LISTED RECORDS START

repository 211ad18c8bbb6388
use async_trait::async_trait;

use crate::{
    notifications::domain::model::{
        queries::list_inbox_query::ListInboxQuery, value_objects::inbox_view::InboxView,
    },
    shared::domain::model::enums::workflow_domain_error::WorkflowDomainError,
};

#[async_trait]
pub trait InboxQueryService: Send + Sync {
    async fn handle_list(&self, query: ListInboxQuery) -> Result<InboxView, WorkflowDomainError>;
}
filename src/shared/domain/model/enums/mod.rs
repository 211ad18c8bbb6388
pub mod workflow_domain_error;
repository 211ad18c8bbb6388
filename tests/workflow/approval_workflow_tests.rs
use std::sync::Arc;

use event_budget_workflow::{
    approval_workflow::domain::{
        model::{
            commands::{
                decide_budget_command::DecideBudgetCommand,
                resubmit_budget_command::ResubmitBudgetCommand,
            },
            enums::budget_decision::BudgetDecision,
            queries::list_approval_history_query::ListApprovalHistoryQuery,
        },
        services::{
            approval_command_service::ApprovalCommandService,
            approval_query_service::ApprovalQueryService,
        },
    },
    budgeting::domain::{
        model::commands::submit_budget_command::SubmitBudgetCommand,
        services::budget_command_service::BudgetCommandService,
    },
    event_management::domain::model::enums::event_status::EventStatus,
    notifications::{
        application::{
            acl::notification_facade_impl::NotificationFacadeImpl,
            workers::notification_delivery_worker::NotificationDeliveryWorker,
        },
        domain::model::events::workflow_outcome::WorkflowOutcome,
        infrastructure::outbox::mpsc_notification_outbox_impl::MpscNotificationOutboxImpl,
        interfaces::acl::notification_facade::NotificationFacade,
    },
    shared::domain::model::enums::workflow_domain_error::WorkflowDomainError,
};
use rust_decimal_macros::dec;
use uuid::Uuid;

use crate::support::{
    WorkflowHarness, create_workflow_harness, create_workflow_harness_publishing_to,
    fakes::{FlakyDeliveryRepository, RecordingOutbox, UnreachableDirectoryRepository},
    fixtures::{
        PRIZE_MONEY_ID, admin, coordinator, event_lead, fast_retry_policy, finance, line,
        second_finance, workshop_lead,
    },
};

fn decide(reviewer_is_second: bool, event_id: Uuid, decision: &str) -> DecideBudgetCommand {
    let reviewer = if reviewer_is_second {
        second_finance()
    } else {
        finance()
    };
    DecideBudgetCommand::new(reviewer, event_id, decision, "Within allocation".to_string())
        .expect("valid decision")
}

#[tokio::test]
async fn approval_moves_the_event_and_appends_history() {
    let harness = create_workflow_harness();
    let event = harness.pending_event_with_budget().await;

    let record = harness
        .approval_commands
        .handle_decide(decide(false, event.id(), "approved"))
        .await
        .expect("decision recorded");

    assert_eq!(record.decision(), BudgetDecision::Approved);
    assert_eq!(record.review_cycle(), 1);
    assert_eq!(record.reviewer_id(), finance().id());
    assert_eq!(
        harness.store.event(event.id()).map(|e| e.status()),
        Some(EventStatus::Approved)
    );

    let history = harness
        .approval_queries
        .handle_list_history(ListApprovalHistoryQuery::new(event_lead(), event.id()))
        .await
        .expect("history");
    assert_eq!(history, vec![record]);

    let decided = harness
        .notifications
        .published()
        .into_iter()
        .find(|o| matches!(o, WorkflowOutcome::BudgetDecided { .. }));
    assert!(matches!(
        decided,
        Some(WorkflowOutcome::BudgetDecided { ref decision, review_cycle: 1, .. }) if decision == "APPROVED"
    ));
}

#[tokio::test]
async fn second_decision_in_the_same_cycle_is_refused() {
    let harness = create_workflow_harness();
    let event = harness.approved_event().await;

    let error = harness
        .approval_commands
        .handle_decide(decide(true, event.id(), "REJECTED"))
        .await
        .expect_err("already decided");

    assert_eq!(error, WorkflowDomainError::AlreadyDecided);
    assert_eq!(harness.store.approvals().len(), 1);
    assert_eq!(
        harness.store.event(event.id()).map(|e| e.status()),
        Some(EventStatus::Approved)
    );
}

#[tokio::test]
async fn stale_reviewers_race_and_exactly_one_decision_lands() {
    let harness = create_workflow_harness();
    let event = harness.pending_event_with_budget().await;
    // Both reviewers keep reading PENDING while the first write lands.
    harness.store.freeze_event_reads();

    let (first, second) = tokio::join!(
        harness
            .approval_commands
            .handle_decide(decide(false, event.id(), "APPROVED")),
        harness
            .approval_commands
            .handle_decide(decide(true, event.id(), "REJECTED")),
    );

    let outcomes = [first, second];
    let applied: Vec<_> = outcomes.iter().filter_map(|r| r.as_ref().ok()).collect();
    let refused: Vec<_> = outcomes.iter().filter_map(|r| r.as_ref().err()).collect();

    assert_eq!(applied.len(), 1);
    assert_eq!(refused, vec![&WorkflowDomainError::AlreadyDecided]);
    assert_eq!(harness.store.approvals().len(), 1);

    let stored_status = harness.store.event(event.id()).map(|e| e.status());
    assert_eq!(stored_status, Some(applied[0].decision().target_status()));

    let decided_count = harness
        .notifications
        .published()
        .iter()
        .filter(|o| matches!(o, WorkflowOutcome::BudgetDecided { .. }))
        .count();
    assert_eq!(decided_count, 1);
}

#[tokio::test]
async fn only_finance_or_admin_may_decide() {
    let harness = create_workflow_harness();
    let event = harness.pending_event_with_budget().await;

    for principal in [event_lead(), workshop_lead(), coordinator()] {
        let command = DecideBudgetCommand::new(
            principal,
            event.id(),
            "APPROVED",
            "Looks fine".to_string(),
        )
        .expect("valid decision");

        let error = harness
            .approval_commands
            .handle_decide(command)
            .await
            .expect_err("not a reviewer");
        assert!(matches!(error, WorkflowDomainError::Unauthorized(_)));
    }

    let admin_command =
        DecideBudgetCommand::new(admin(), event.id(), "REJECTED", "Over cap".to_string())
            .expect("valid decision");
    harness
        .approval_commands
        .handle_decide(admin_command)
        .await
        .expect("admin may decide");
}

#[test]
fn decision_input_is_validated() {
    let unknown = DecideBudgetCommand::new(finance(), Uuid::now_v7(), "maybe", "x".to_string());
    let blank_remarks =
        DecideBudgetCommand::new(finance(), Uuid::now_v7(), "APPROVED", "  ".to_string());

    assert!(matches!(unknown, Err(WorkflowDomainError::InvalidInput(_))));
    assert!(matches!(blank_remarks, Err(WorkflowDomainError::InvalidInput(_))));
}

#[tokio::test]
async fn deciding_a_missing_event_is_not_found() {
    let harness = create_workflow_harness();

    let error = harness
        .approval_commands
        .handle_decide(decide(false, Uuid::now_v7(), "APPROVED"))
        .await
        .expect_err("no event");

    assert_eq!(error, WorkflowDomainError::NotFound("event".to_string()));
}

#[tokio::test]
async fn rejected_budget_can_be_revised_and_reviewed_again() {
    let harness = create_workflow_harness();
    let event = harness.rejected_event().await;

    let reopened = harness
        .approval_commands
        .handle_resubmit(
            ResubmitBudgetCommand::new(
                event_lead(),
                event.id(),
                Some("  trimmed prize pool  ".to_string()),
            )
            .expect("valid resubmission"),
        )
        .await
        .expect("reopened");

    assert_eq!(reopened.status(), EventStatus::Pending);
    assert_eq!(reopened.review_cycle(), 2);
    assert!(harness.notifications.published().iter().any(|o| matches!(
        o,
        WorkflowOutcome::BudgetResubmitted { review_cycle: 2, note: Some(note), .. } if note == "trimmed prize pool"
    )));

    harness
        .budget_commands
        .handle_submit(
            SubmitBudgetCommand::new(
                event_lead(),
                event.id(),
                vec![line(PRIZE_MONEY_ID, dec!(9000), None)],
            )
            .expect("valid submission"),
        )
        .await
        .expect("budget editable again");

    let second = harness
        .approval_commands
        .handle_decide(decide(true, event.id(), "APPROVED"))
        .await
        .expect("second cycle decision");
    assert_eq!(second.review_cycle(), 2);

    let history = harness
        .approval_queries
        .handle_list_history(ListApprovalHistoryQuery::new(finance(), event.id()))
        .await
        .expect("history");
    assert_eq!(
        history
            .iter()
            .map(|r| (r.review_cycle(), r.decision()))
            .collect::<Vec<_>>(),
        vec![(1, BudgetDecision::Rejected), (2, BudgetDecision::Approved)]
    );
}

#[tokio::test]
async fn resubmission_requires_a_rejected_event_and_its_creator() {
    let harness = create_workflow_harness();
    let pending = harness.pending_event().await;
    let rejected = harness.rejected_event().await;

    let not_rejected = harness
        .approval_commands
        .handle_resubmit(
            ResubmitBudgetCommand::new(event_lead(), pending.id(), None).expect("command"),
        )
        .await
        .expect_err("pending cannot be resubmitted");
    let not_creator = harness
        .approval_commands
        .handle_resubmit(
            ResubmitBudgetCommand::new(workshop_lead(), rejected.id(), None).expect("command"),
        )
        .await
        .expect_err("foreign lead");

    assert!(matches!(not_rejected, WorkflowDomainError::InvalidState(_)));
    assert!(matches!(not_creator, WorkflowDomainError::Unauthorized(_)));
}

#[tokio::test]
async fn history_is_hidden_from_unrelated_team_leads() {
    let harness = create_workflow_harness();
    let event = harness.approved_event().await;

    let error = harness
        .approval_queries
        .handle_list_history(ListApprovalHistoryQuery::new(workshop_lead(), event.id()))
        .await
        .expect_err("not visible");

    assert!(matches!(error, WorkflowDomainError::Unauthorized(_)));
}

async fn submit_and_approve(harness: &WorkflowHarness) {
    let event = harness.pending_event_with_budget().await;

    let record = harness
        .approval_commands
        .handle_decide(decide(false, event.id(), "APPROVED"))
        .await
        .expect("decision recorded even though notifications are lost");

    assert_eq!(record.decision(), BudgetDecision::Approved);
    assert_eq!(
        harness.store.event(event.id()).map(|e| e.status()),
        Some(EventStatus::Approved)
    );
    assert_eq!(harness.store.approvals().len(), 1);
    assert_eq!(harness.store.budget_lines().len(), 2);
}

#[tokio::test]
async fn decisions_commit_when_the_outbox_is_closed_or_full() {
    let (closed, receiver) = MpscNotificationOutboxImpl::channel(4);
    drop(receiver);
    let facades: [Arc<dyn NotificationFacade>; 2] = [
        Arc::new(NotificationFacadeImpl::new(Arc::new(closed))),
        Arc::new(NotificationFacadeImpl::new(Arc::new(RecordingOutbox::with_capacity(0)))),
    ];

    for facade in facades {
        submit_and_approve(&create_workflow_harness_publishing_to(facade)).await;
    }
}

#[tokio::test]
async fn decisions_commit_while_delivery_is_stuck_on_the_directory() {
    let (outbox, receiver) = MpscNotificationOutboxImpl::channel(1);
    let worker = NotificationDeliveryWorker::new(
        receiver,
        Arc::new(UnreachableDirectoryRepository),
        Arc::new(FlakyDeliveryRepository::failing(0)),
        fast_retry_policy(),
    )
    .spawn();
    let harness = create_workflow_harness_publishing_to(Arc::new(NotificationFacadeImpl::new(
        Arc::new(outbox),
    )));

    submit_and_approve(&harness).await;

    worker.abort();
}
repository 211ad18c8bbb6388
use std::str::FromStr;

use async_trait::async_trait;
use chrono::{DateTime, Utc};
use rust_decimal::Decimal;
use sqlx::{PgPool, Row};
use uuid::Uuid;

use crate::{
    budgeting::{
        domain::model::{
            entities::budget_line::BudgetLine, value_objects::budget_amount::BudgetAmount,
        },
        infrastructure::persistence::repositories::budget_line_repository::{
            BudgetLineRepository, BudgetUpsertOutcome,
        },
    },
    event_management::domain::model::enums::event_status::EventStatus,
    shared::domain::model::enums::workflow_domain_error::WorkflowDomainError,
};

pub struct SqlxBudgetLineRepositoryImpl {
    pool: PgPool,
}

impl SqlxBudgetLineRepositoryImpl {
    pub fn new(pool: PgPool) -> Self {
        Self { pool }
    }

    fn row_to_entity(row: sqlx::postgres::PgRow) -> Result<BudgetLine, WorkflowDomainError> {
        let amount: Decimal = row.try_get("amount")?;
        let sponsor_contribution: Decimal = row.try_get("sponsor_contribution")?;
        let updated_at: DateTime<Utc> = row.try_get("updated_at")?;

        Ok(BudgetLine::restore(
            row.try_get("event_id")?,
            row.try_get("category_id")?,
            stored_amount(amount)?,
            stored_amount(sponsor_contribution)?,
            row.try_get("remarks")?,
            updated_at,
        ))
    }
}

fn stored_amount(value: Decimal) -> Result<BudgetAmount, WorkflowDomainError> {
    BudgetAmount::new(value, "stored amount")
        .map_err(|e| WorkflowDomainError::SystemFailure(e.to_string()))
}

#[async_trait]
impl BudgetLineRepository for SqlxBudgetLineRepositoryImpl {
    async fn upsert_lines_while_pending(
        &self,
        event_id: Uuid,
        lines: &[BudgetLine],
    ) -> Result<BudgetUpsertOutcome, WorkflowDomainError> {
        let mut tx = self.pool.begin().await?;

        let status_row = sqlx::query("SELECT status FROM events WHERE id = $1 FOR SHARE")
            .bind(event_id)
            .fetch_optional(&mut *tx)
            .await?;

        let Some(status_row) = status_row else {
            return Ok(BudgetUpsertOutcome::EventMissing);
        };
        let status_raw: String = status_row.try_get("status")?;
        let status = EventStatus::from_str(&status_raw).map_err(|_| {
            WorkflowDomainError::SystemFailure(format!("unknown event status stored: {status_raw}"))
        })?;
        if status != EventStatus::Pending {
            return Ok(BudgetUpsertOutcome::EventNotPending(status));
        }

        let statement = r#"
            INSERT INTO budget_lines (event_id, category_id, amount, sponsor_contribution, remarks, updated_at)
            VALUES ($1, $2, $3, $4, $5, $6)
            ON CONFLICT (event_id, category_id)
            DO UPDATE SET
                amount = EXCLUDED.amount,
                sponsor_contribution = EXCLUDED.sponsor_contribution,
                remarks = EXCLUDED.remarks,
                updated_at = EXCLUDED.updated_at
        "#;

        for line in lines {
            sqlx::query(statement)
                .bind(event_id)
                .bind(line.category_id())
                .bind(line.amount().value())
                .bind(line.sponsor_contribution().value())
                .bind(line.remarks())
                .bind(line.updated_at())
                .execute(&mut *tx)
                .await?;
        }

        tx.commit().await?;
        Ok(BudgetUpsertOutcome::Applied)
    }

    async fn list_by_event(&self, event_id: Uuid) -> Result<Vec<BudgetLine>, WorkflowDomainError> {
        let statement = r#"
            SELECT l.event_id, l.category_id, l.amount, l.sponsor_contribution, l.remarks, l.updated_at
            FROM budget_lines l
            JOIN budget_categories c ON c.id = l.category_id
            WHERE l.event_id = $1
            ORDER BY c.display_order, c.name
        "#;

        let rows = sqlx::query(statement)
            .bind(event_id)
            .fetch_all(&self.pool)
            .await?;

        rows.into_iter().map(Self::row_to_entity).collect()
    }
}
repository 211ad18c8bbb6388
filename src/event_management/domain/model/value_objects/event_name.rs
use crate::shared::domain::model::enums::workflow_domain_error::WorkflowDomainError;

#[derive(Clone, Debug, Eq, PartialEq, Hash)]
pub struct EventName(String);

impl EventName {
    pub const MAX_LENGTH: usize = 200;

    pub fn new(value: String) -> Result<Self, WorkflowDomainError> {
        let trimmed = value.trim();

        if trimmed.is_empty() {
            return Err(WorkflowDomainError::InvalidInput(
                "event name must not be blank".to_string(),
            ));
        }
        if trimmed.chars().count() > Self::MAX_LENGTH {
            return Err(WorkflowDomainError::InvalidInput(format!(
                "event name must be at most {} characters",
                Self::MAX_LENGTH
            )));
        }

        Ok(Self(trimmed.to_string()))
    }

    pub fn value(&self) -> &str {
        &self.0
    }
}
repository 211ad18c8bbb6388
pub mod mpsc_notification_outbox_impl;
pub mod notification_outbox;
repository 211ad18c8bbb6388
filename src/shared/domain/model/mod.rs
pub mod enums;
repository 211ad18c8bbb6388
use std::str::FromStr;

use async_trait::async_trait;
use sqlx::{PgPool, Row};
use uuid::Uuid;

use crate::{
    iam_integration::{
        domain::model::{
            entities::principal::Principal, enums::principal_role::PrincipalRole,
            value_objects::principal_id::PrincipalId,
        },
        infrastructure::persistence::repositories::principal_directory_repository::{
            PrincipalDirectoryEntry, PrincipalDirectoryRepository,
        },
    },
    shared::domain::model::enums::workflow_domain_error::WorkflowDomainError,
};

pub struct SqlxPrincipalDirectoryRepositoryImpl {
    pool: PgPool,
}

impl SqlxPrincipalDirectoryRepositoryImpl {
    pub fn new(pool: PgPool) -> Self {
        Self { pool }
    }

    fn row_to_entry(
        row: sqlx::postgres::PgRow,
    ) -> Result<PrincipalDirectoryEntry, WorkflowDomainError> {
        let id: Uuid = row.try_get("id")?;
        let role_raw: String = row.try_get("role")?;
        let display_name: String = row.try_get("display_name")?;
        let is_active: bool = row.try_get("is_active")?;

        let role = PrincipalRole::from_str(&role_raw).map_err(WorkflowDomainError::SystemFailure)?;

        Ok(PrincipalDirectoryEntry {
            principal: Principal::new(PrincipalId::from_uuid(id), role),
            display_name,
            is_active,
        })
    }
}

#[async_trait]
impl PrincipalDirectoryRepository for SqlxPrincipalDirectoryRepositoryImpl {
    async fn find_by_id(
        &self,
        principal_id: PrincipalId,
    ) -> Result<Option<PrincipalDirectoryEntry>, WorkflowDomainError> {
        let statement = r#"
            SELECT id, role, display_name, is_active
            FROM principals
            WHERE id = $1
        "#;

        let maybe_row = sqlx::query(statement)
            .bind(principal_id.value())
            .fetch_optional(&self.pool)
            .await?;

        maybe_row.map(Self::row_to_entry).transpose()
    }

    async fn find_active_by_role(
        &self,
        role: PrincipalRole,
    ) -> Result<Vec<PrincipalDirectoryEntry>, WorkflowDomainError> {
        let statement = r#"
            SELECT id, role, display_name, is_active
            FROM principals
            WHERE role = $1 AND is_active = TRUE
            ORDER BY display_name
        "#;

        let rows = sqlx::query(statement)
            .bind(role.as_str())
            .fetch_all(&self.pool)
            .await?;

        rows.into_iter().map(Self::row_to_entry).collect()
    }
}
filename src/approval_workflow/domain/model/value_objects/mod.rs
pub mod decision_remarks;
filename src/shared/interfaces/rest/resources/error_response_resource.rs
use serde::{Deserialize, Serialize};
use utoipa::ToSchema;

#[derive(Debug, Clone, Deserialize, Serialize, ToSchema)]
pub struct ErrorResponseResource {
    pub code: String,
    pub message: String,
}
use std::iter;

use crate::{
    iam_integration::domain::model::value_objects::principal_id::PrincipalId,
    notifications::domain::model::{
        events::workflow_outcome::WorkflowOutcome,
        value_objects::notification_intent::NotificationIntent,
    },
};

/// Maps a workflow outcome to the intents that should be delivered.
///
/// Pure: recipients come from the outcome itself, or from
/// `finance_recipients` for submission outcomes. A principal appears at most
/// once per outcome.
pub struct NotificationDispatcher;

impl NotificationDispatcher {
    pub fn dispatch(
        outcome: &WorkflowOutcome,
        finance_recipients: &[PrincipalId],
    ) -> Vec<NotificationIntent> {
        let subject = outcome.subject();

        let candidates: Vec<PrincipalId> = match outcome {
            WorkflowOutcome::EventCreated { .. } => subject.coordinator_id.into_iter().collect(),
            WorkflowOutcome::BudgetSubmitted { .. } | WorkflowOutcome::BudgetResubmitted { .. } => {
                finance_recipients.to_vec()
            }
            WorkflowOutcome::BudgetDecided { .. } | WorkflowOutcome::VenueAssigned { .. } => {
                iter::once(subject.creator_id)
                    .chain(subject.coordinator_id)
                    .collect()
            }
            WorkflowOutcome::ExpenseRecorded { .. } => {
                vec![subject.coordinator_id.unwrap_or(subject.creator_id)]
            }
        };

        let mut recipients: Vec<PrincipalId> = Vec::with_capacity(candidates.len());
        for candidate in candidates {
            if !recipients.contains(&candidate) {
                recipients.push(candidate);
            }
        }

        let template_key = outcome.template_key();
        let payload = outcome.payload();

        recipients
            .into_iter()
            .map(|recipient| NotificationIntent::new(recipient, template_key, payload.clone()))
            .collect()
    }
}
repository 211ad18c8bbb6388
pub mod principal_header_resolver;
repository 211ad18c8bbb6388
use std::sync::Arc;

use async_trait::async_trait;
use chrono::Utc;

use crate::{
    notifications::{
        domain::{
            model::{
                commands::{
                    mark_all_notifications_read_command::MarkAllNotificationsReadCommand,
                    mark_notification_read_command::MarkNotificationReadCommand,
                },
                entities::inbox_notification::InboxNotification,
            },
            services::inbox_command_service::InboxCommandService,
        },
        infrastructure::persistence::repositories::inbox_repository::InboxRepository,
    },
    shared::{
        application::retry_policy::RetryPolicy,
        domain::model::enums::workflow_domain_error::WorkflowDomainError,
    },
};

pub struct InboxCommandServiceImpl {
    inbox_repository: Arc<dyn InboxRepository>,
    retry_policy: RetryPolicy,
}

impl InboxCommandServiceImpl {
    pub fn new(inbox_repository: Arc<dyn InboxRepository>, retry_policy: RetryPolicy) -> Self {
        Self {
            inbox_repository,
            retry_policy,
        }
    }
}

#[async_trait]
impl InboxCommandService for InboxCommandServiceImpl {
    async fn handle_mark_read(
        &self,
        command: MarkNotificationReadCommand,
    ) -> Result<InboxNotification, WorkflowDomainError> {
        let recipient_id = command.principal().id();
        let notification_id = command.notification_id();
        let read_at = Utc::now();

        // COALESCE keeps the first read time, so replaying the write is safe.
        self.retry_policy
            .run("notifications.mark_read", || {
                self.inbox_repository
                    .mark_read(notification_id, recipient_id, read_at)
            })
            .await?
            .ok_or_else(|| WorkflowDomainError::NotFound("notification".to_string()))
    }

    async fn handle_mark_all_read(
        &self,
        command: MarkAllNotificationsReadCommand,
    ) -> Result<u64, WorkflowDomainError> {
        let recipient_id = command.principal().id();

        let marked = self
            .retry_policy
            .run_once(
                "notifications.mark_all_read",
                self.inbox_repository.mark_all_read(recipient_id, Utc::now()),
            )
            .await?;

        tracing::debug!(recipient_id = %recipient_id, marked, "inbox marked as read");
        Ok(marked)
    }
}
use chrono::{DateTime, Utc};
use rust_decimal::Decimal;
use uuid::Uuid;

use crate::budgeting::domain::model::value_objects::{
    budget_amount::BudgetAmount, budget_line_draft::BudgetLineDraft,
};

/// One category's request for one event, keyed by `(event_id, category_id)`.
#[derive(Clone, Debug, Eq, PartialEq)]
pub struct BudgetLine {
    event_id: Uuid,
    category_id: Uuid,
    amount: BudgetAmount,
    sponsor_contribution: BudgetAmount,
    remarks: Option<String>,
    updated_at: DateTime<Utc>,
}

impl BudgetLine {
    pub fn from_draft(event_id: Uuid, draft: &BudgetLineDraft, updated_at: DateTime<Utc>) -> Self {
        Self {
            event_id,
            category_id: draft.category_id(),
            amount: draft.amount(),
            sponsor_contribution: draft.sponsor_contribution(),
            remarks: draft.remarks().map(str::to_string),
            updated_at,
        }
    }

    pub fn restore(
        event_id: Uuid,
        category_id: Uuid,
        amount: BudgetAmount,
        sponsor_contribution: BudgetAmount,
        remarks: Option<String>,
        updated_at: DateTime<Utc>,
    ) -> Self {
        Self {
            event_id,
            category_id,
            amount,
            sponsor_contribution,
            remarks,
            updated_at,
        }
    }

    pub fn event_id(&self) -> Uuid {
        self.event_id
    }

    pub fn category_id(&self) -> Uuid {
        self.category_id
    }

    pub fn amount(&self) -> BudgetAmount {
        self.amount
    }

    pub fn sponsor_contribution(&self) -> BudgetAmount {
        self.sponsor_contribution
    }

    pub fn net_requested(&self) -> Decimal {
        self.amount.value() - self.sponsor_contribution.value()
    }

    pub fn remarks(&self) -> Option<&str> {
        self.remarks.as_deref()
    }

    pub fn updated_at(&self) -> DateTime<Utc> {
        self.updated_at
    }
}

LISTED RECORDS END

Copy out, from the records above, every line that holds the string "trimmed".

= ANSWER AREA =
                Some("  trimmed prize pool  ".to_string()),
        WorkflowOutcome::BudgetResubmitted { review_cycle: 2, note: Some(note), .. } if note == "trimmed prize pool"
        let trimmed = value.trim();
        if trimmed.is_empty() {
        if trimmed.chars().count() > Self::MAX_LENGTH {
        Ok(Self(trimmed.to_string()))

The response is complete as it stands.